▸ **Assigned task**:
Copy the listing out exactly as shown.

▸ **Provided material**:
※ ※ ※
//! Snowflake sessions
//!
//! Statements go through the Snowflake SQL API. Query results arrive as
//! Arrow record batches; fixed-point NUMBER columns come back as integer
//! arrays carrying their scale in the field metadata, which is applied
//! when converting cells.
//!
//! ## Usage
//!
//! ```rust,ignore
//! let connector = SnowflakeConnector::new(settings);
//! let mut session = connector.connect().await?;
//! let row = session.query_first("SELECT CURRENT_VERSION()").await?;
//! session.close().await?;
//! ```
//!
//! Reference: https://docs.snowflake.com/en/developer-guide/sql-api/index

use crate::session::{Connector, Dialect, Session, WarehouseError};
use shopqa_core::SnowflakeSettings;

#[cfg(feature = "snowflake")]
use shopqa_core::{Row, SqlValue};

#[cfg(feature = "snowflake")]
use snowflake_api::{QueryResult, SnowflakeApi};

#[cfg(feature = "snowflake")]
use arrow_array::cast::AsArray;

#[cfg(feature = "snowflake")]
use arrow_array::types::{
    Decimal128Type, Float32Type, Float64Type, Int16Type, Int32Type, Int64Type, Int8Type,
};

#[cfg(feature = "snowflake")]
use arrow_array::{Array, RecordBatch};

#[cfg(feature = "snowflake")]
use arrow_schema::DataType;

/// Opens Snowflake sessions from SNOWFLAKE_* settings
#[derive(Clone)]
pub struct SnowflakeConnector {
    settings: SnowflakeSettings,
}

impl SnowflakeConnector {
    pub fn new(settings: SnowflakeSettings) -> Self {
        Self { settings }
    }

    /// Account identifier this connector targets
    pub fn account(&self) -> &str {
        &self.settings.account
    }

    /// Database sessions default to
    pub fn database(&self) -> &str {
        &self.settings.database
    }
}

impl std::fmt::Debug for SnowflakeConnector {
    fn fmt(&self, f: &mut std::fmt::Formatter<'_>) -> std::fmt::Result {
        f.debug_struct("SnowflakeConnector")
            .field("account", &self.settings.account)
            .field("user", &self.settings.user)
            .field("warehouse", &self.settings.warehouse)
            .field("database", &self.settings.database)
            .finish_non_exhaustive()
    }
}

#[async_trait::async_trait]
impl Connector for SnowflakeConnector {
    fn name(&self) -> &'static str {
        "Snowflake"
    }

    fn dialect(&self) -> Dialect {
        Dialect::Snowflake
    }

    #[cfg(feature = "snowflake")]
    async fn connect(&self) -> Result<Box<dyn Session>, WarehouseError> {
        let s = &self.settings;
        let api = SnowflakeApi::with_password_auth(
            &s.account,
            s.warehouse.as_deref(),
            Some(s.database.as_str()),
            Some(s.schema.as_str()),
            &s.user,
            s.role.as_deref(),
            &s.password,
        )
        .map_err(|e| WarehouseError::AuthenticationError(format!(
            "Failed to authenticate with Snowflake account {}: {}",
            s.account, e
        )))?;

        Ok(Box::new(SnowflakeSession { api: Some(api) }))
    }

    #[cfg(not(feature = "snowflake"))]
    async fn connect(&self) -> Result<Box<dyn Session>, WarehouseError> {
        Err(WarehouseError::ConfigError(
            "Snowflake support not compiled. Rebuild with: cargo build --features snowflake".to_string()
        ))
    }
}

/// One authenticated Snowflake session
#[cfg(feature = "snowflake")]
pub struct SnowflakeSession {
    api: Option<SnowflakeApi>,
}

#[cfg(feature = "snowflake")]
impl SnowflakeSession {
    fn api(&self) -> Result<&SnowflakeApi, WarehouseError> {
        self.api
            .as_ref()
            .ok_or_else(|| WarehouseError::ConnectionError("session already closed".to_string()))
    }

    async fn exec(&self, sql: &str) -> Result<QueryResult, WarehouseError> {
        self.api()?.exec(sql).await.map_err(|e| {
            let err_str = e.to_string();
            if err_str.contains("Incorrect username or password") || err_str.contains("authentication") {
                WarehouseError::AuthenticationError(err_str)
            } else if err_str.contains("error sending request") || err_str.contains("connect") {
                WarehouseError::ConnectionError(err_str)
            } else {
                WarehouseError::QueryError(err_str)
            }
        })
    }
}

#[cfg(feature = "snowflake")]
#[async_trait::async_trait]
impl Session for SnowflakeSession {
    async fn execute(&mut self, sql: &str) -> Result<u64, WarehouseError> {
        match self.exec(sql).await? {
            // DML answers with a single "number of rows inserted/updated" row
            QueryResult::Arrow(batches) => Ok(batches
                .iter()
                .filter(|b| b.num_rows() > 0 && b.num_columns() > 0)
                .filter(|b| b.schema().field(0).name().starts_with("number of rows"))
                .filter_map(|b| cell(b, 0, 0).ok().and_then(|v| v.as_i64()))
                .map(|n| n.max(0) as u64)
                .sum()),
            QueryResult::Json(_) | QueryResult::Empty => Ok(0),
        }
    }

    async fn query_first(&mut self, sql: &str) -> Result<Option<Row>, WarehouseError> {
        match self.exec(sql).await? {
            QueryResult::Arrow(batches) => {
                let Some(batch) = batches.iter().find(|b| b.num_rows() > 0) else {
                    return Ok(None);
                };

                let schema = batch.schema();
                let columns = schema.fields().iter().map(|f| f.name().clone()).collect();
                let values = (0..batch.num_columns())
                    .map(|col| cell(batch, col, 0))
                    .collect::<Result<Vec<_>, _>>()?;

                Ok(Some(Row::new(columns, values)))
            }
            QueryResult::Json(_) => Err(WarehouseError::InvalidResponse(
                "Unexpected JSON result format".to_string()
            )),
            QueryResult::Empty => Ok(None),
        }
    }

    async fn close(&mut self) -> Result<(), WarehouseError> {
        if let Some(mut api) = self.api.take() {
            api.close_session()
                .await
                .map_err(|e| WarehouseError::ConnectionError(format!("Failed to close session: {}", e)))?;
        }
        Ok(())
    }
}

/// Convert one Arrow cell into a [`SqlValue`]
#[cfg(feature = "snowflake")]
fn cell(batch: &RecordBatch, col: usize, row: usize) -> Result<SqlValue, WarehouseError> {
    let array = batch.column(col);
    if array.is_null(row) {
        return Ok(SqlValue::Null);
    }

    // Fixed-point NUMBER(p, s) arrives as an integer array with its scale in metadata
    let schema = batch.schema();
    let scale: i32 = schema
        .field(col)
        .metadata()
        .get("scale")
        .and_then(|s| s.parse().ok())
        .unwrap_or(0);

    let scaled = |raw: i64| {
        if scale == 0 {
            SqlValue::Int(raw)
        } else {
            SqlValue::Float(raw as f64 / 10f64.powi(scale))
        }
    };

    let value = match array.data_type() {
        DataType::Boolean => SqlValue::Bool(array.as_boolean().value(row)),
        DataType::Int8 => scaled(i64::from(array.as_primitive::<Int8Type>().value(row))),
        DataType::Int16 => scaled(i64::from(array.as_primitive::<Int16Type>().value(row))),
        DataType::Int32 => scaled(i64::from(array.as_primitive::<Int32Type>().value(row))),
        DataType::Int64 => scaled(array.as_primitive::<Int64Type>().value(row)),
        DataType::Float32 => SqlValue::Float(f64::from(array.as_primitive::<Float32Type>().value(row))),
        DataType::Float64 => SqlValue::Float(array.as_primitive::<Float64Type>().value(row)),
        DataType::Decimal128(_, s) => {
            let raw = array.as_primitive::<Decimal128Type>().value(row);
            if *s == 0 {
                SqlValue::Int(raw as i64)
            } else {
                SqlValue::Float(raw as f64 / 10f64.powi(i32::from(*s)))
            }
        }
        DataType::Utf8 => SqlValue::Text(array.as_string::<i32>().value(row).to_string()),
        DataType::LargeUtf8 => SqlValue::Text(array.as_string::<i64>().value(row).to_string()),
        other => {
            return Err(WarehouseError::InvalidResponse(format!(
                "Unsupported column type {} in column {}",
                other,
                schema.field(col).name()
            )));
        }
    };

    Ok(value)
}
※ ※ ※
▸ **Result of the exercise**:
//! Snowflake sessions
//!
//! Statements go through the Snowflake SQL API. Query results arrive as
//! Arrow record batches; fixed-point NUMBER columns come back as integer
//! arrays carrying their scale in the field metadata, which is applied
//! when converting cells.
//!
//! ## Usage
//!
//! ```rust,ignore
//! let connector = SnowflakeConnector::new(settings);
//! let mut session = connector.connect().await?;
//! let row = session.query_first("SELECT CURRENT_VERSION()").await?;
//! session.close().await?;
//! ```
//!
//! Reference: https://docs.snowflake.com/en/developer-guide/sql-api/index

use crate::session::{Connector, Dialect, Session, WarehouseError};
use shopqa_core::SnowflakeSettings;

#[cfg(feature = "snowflake")]
use shopqa_core::{Row, SqlValue};

#[cfg(feature = "snowflake")]
use snowflake_api::{QueryResult, SnowflakeApi};

#[cfg(feature = "snowflake")]
use arrow_array::cast::AsArray;

#[cfg(feature = "snowflake")]
use arrow_array::types::{
    Decimal128Type, Float32Type, Float64Type, Int16Type, Int32Type, Int64Type, Int8Type,
};

#[cfg(feature = "snowflake")]
use arrow_array::{Array, RecordBatch};

#[cfg(feature = "snowflake")]
use arrow_schema::DataType;

/// Opens Snowflake sessions from SNOWFLAKE_* settings
#[derive(Clone)]
pub struct SnowflakeConnector {
    settings: SnowflakeSettings,
}

impl SnowflakeConnector {
    pub fn new(settings: SnowflakeSettings) -> Self {
        Self { settings }
    }

    /// Account identifier this connector targets
    pub fn account(&self) -> &str {
        &self.settings.account
    }

    /// Database sessions default to
    pub fn database(&self) -> &str {
        &self.settings.database
    }
}

impl std::fmt::Debug for SnowflakeConnector {
    fn fmt(&self, f: &mut std::fmt::Formatter<'_>) -> std::fmt::Result {
        f.debug_struct("SnowflakeConnector")
            .field("account", &self.settings.account)
            .field("user", &self.settings.user)
            .field("warehouse", &self.settings.warehouse)
            .field("database", &self.settings.database)
            .finish_non_exhaustive()
    }
}

#[async_trait::async_trait]
impl Connector for SnowflakeConnector {
    fn name(&self) -> &'static str {
        "Snowflake"
    }

    fn dialect(&self) -> Dialect {
        Dialect::Snowflake
    }

    #[cfg(feature = "snowflake")]
    async fn connect(&self) -> Result<Box<dyn Session>, WarehouseError> {
        let s = &self.settings;
        let api = SnowflakeApi::with_password_auth(
            &s.account,
            s.warehouse.as_deref(),
            Some(s.database.as_str()),
            Some(s.schema.as_str()),
            &s.user,
            s.role.as_deref(),
            &s.password,
        )
        .map_err(|e| WarehouseError::AuthenticationError(format!(
            "Failed to authenticate with Snowflake account {}: {}",
            s.account, e
        )))?;

        Ok(Box::new(SnowflakeSession { api: Some(api) }))
    }

    #[cfg(not(feature = "snowflake"))]
    async fn connect(&self) -> Result<Box<dyn Session>, WarehouseError> {
        Err(WarehouseError::ConfigError(
            "Snowflake support not compiled. Rebuild with: cargo build --features snowflake".to_string()
        ))
    }
}

/// One authenticated Snowflake session
#[cfg(feature = "snowflake")]
pub struct SnowflakeSession {
    api: Option<SnowflakeApi>,
}

#[cfg(feature = "snowflake")]
impl SnowflakeSession {
    fn api(&self) -> Result<&SnowflakeApi, WarehouseError> {
        self.api
            .as_ref()
            .ok_or_else(|| WarehouseError::ConnectionError("session already closed".to_string()))
    }

    async fn exec(&self, sql: &str) -> Result<QueryResult, WarehouseError> {
        self.api()?.exec(sql).await.map_err(|e| {
            let err_str = e.to_string();
            if err_str.contains("Incorrect username or password") || err_str.contains("authentication") {
                WarehouseError::AuthenticationError(err_str)
            } else if err_str.contains("error sending request") || err_str.contains("connect") {
                WarehouseError::ConnectionError(err_str)
            } else {
                WarehouseError::QueryError(err_str)
            }
        })
    }
}

#[cfg(feature = "snowflake")]
#[async_trait::async_trait]
impl Session for SnowflakeSession {
    async fn execute(&mut self, sql: &str) -> Result<u64, WarehouseError> {
        match self.exec(sql).await? {
            // DML answers with a single "number of rows inserted/updated" row
            QueryResult::Arrow(batches) => Ok(batches
                .iter()
                .filter(|b| b.num_rows() > 0 && b.num_columns() > 0)
                .filter(|b| b.schema().field(0).name().starts_with("number of rows"))
                .filter_map(|b| cell(b, 0, 0).ok().and_then(|v| v.as_i64()))
                .map(|n| n.max(0) as u64)
                .sum()),
            QueryResult::Json(_) | QueryResult::Empty => Ok(0),
        }
    }

    async fn query_first(&mut self, sql: &str) -> Result<Option<Row>, WarehouseError> {
        match self.exec(sql).await? {
            QueryResult::Arrow(batches) => {
                let Some(batch) = batches.iter().find(|b| b.num_rows() > 0) else {
                    return Ok(None);
                };

                let schema = batch.schema();
                let columns = schema.fields().iter().map(|f| f.name().clone()).collect();
                let values = (0..batch.num_columns())
                    .map(|col| cell(batch, col, 0))
                    .collect::<Result<Vec<_>, _>>()?;

                Ok(Some(Row::new(columns, values)))
            }
            QueryResult::Json(_) => Err(WarehouseError::InvalidResponse(
                "Unexpected JSON result format".to_string()
            )),
            QueryResult::Empty => Ok(None),
        }
    }

    async fn close(&mut self) -> Result<(), WarehouseError> {
        if let Some(mut api) = self.api.take() {
            api.close_session()
                .await
                .map_err(|e| WarehouseError::ConnectionError(format!("Failed to close session: {}", e)))?;
        }
        Ok(())
    }
}

/// Convert one Arrow cell into a [`SqlValue`]
#[cfg(feature = "snowflake")]
fn cell(batch: &RecordBatch, col: usize, row: usize) -> Result<SqlValue, WarehouseError> {
    let array = batch.column(col);
    if array.is_null(row) {
        return Ok(SqlValue::Null);
    }

    // Fixed-point NUMBER(p, s) arrives as an integer array with its scale in metadata
    let schema = batch.schema();
    let scale: i32 = schema
        .field(col)
        .metadata()
        .get("scale")
        .and_then(|s| s.parse().ok())
        .unwrap_or(0);

    let scaled = |raw: i64| {
        if scale == 0 {
            SqlValue::Int(raw)
        } else {
            SqlValue::Float(raw as f64 / 10f64.powi(scale))
        }
    };

    let value = match array.data_type() {
        DataType::Boolean => SqlValue::Bool(array.as_boolean().value(row)),
        DataType::Int8 => scaled(i64::from(array.as_primitive::<Int8Type>().value(row))),
        DataType::Int16 => scaled(i64::from(array.as_primitive::<Int16Type>().value(row))),
        DataType::Int32 => scaled(i64::from(array.as_primitive::<Int32Type>().value(row))),
        DataType::Int64 => scaled(array.as_primitive::<Int64Type>().value(row)),
        DataType::Float32 => SqlValue::Float(f64::from(array.as_primitive::<Float32Type>().value(row))),
        DataType::Float64 => SqlValue::Float(array.as_primitive::<Float64Type>().value(row)),
        DataType::Decimal128(_, s) => {
            let raw = array.as_primitive::<Decimal128Type>().value(row);
            if *s == 0 {
                SqlValue::Int(raw as i64)
            } else {
                SqlValue::Float(raw as f64 / 10f64.powi(i32::from(*s)))
            }
        }
        DataType::Utf8 => SqlValue::Text(array.as_string::<i32>().value(row).to_string()),
        DataType::LargeUtf8 => SqlValue::Text(array.as_string::<i64>().value(row).to_string()),
        other => {
            return Err(WarehouseError::InvalidResponse(format!(
                "Unsupported column type {} in column {}",
                other,
                schema.field(col).name()
            )));
        }
    };

    Ok(value)
}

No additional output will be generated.